> [WHAT NEEDS TO BE DONE]:
Records appear below. Give all of them again, exactly.
(SUPPLIED DATA Opens)
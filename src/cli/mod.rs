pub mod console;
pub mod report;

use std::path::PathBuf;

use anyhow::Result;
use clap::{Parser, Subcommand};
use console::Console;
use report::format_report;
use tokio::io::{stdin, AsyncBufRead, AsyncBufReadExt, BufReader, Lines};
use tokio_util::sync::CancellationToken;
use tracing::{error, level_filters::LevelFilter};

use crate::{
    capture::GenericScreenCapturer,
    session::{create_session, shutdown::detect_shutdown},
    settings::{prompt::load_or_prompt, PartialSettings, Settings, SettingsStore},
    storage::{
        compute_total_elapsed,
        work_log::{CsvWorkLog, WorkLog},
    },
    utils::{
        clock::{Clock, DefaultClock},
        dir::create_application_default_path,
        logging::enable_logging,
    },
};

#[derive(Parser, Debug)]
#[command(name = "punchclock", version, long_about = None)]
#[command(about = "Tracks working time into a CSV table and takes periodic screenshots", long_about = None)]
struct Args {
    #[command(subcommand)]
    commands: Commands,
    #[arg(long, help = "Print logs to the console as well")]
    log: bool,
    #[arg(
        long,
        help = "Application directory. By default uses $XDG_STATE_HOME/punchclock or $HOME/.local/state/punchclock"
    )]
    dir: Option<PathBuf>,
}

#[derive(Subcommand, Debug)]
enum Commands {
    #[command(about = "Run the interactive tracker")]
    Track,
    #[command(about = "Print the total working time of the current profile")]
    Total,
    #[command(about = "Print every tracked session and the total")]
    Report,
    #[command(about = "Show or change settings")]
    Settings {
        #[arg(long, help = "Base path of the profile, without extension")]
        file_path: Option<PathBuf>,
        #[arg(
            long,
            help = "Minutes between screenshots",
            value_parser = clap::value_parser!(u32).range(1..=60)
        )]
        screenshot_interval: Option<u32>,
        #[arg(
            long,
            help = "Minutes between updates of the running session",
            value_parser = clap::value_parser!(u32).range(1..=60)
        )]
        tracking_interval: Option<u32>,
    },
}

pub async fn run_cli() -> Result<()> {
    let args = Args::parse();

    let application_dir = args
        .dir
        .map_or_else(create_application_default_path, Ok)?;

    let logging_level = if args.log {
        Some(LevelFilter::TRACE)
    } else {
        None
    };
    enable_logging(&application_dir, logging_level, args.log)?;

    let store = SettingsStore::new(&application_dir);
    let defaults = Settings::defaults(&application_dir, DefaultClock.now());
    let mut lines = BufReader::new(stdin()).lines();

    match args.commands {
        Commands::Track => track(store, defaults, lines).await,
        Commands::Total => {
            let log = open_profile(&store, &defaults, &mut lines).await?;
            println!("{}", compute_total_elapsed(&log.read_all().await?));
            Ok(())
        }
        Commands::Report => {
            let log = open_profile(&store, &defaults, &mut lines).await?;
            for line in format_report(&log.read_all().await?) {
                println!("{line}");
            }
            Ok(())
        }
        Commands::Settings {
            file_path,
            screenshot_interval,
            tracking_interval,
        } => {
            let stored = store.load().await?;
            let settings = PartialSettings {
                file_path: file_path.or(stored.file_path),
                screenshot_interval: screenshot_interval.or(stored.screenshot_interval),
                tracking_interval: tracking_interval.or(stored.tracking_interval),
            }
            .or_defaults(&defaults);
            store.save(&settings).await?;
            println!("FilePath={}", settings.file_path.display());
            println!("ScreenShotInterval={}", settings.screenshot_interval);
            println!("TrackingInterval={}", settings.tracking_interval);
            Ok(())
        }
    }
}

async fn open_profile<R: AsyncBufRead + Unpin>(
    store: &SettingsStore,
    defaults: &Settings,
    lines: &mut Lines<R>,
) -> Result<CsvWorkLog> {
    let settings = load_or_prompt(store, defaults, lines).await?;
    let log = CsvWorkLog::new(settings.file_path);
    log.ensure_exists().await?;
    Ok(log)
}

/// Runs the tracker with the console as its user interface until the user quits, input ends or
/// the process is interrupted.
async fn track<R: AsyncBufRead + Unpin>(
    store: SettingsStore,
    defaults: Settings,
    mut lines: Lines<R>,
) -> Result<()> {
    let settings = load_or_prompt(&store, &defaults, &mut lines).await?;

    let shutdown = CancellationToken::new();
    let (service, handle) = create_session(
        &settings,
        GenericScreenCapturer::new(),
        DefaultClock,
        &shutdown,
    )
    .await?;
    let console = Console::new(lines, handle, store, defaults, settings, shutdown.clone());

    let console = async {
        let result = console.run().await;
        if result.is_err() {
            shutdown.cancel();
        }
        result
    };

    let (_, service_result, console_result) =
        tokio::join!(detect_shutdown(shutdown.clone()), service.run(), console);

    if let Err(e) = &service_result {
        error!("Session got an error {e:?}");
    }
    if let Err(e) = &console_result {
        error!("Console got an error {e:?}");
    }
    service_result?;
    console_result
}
(SUPPLIED DATA Closes)
> [ANSWER AREA]:
filename src/cli/mod.rs
pub mod console;
pub mod report;

use std::path::PathBuf;

use anyhow::Result;
use clap::{Parser, Subcommand};
use console::Console;
use report::format_report;
use tokio::io::{stdin, AsyncBufRead, AsyncBufReadExt, BufReader, Lines};
use tokio_util::sync::CancellationToken;
use tracing::{error, level_filters::LevelFilter};

use crate::{
    capture::GenericScreenCapturer,
    session::{create_session, shutdown::detect_shutdown},
    settings::{prompt::load_or_prompt, PartialSettings, Settings, SettingsStore},
    storage::{
        compute_total_elapsed,
        work_log::{CsvWorkLog, WorkLog},
    },
    utils::{
        clock::{Clock, DefaultClock},
        dir::create_application_default_path,
        logging::enable_logging,
    },
};

#[derive(Parser, Debug)]
#[command(name = "punchclock", version, long_about = None)]
#[command(about = "Tracks working time into a CSV table and takes periodic screenshots", long_about = None)]
struct Args {
    #[command(subcommand)]
    commands: Commands,
    #[arg(long, help = "Print logs to the console as well")]
    log: bool,
    #[arg(
        long,
        help = "Application directory. By default uses $XDG_STATE_HOME/punchclock or $HOME/.local/state/punchclock"
    )]
    dir: Option<PathBuf>,
}

#[derive(Subcommand, Debug)]
enum Commands {
    #[command(about = "Run the interactive tracker")]
    Track,
    #[command(about = "Print the total working time of the current profile")]
    Total,
    #[command(about = "Print every tracked session and the total")]
    Report,
    #[command(about = "Show or change settings")]
    Settings {
        #[arg(long, help = "Base path of the profile, without extension")]
        file_path: Option<PathBuf>,
        #[arg(
            long,
            help = "Minutes between screenshots",
            value_parser = clap::value_parser!(u32).range(1..=60)
        )]
        screenshot_interval: Option<u32>,
        #[arg(
            long,
            help = "Minutes between updates of the running session",
            value_parser = clap::value_parser!(u32).range(1..=60)
        )]
        tracking_interval: Option<u32>,
    },
}

pub async fn run_cli() -> Result<()> {
    let args = Args::parse();

    let application_dir = args
        .dir
        .map_or_else(create_application_default_path, Ok)?;

    let logging_level = if args.log {
        Some(LevelFilter::TRACE)
    } else {
        None
    };
    enable_logging(&application_dir, logging_level, args.log)?;

    let store = SettingsStore::new(&application_dir);
    let defaults = Settings::defaults(&application_dir, DefaultClock.now());
    let mut lines = BufReader::new(stdin()).lines();

    match args.commands {
        Commands::Track => track(store, defaults, lines).await,
        Commands::Total => {
            let log = open_profile(&store, &defaults, &mut lines).await?;
            println!("{}", compute_total_elapsed(&log.read_all().await?));
            Ok(())
        }
        Commands::Report => {
            let log = open_profile(&store, &defaults, &mut lines).await?;
            for line in format_report(&log.read_all().await?) {
                println!("{line}");
            }
            Ok(())
        }
        Commands::Settings {
            file_path,
            screenshot_interval,
            tracking_interval,
        } => {
            let stored = store.load().await?;
            let settings = PartialSettings {
                file_path: file_path.or(stored.file_path),
                screenshot_interval: screenshot_interval.or(stored.screenshot_interval),
                tracking_interval: tracking_interval.or(stored.tracking_interval),
            }
            .or_defaults(&defaults);
            store.save(&settings).await?;
            println!("FilePath={}", settings.file_path.display());
            println!("ScreenShotInterval={}", settings.screenshot_interval);
            println!("TrackingInterval={}", settings.tracking_interval);
            Ok(())
        }
    }
}

async fn open_profile<R: AsyncBufRead + Unpin>(
    store: &SettingsStore,
    defaults: &Settings,
    lines: &mut Lines<R>,
) -> Result<CsvWorkLog> {
    let settings = load_or_prompt(store, defaults, lines).await?;
    let log = CsvWorkLog::new(settings.file_path);
    log.ensure_exists().await?;
    Ok(log)
}

/// Runs the tracker with the console as its user interface until the user quits, input ends or
/// the process is interrupted.
async fn track<R: AsyncBufRead + Unpin>(
    store: SettingsStore,
    defaults: Settings,
    mut lines: Lines<R>,
) -> Result<()> {
    let settings = load_or_prompt(&store, &defaults, &mut lines).await?;

    let shutdown = CancellationToken::new();
    let (service, handle) = create_session(
        &settings,
        GenericScreenCapturer::new(),
        DefaultClock,
        &shutdown,
    )
    .await?;
    let console = Console::new(lines, handle, store, defaults, settings, shutdown.clone());

    let console = async {
        let result = console.run().await;
        if result.is_err() {
            shutdown.cancel();
        }
        result
    };

    let (_, service_result, console_result) =
        tokio::join!(detect_shutdown(shutdown.clone()), service.run(), console);

    if let Err(e) = &service_result {
        error!("Session got an error {e:?}");
    }
    if let Err(e) = &console_result {
        error!("Console got an error {e:?}");
    }
    service_result?;
    console_result
}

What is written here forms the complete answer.